Work order → Please return only the lines from the one holding "use rayon::prelude::*;" through the one holding "outright: they count", exactly as they appear in the records below, both ends included.

Extracted data entries
-- Opening Marker --
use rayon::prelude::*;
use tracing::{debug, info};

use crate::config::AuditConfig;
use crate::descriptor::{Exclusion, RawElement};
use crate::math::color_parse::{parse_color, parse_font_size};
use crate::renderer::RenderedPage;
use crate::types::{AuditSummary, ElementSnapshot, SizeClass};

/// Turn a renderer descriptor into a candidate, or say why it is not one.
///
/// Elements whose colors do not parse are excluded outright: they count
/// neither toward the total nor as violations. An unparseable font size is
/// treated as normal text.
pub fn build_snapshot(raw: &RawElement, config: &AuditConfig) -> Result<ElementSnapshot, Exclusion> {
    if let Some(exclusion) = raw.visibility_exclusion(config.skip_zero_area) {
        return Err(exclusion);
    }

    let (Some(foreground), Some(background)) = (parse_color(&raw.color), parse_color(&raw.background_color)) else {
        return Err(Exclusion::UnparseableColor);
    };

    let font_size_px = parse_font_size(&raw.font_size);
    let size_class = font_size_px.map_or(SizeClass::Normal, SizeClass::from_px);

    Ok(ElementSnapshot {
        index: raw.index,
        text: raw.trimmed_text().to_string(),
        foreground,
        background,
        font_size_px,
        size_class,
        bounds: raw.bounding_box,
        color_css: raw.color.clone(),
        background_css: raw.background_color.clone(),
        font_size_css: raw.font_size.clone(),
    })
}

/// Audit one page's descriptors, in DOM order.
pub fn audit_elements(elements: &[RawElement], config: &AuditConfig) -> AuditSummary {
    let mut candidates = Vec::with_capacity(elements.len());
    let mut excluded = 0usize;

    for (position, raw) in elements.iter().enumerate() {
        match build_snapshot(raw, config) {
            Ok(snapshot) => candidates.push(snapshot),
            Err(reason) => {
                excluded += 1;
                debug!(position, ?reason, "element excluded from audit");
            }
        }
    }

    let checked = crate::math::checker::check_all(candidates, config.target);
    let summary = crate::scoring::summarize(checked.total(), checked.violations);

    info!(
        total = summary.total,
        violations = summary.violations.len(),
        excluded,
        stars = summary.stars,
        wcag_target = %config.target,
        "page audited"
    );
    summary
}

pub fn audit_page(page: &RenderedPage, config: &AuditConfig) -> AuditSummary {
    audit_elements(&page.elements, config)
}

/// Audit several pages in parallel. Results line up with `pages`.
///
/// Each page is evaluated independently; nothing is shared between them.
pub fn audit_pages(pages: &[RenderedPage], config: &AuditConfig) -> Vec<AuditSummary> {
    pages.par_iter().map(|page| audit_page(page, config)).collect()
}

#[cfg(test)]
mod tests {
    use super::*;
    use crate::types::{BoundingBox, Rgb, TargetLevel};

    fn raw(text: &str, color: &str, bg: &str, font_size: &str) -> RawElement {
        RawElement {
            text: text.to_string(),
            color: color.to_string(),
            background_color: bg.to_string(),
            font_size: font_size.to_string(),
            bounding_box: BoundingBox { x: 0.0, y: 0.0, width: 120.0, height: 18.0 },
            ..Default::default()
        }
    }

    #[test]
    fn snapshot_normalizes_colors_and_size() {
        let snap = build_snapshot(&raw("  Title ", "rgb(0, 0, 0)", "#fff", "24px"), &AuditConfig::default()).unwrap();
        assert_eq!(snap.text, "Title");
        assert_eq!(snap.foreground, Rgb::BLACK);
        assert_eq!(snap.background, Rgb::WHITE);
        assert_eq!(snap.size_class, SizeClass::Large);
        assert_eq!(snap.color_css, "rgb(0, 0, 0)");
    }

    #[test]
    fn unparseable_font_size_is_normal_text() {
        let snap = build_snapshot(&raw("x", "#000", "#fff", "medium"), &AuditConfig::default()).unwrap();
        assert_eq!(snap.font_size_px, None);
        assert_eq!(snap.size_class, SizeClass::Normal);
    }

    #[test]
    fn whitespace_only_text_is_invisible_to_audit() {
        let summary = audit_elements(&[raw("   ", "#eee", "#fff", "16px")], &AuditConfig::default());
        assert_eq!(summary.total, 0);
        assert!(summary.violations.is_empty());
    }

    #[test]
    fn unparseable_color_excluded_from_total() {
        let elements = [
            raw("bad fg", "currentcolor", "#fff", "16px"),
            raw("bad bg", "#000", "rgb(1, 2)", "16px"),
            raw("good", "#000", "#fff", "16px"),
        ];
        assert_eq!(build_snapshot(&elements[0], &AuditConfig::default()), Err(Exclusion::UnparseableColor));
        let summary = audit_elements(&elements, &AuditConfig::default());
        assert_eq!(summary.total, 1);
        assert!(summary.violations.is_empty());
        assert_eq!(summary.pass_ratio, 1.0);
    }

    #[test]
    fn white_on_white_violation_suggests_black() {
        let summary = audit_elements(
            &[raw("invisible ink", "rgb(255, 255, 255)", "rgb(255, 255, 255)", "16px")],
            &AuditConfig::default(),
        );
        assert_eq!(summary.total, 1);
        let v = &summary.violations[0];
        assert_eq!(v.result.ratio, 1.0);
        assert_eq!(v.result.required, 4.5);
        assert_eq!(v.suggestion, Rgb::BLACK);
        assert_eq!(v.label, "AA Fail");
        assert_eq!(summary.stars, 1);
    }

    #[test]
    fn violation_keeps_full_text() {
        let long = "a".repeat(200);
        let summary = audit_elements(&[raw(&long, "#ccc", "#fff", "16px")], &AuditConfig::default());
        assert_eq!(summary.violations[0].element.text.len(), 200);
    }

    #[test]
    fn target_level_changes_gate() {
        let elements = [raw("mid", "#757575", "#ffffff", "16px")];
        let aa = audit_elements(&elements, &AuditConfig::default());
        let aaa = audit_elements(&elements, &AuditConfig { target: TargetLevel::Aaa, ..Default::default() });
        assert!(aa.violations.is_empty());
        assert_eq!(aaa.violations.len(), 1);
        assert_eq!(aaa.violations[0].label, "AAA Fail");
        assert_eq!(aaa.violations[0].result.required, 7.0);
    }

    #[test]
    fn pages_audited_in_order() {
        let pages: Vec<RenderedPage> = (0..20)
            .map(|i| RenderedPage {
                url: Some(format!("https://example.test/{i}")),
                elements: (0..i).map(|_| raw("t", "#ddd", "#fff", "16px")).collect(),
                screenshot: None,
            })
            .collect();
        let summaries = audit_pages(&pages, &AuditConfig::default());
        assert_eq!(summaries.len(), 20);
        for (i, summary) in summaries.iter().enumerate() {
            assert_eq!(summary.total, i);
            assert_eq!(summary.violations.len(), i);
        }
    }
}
-- Closing Marker --
-- Opening Marker --
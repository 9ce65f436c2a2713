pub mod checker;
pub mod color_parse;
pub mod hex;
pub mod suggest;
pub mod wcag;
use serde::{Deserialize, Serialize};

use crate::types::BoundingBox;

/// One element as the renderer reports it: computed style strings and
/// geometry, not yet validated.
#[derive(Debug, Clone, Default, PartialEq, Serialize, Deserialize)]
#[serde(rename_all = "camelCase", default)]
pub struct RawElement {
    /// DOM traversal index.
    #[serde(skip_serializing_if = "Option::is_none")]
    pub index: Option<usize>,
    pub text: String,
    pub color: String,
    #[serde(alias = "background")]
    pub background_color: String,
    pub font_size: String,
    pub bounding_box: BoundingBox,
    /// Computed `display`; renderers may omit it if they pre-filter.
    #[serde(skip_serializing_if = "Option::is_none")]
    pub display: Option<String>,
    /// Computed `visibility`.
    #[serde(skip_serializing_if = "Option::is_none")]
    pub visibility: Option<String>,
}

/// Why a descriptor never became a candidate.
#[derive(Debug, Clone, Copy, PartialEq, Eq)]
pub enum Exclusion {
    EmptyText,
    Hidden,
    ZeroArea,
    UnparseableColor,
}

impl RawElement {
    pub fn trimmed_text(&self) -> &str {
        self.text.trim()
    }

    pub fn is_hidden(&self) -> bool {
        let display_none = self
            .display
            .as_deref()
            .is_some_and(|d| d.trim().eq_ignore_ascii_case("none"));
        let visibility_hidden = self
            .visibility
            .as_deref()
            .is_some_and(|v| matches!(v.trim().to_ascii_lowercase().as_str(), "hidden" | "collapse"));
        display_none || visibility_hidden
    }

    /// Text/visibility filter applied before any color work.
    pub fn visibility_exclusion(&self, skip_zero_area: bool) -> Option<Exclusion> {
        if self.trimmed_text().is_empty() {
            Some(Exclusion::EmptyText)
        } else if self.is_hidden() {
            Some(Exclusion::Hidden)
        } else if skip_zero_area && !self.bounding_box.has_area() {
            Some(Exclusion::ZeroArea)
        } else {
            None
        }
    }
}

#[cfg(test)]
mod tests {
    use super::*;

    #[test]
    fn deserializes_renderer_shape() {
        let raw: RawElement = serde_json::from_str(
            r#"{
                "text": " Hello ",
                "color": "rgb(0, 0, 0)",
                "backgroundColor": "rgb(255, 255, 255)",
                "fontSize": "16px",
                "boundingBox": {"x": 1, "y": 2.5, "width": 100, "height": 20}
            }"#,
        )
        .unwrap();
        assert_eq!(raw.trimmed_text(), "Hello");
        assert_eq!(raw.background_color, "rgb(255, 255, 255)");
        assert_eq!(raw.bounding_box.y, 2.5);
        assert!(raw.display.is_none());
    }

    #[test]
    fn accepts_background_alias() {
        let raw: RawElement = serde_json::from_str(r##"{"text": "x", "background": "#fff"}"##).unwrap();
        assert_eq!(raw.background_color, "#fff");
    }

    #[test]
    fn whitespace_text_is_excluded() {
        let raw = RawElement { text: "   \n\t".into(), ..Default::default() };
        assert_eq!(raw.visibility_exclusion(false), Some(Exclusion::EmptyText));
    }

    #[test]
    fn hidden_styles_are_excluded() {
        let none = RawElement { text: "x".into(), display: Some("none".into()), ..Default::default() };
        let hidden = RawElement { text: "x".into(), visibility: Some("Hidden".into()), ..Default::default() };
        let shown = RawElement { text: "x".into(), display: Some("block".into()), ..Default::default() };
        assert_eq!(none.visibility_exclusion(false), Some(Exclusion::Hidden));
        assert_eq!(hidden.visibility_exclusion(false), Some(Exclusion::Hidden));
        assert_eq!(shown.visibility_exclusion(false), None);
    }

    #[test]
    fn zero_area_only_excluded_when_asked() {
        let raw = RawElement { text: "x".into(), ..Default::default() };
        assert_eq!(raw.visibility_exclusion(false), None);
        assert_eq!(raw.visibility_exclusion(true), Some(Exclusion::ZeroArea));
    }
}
-- Closing Marker --
-- Opening Marker --
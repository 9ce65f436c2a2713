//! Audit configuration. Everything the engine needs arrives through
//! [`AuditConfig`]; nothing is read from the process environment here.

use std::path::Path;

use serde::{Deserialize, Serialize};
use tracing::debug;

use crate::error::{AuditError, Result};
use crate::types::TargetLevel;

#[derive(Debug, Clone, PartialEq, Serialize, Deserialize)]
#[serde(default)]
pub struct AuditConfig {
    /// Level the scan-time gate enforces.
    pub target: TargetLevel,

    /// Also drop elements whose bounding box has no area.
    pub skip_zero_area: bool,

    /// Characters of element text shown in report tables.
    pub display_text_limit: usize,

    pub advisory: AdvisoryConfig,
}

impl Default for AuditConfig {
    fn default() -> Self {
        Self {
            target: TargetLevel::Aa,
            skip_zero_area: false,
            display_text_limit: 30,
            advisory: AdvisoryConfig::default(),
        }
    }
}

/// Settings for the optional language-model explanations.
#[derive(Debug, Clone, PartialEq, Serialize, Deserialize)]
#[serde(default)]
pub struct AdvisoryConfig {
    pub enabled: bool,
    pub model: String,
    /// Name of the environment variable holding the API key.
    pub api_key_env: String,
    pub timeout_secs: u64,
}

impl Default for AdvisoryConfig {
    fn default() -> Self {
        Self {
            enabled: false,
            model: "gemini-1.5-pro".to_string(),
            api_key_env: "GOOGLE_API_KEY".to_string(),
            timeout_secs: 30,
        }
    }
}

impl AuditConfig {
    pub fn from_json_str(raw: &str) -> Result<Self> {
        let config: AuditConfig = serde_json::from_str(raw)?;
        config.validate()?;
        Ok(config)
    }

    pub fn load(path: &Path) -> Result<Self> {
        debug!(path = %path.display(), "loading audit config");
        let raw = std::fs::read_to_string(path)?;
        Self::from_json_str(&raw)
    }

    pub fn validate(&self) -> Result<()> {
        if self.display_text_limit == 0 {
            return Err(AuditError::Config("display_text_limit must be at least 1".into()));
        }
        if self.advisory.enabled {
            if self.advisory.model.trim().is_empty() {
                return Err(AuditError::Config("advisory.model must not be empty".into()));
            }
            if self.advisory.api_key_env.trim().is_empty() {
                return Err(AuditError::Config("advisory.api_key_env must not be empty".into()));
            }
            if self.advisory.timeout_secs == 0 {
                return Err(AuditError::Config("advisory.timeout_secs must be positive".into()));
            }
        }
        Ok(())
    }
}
-- Closing Marker --
Solution for this task →
use rayon::prelude::*;
use tracing::{debug, info};

use crate::config::AuditConfig;
use crate::descriptor::{Exclusion, RawElement};
use crate::math::color_parse::{parse_color, parse_font_size};
use crate::renderer::RenderedPage;
use crate::types::{AuditSummary, ElementSnapshot, SizeClass};

/// Turn a renderer descriptor into a candidate, or say why it is not one.
///
/// Elements whose colors do not parse are excluded outright: they count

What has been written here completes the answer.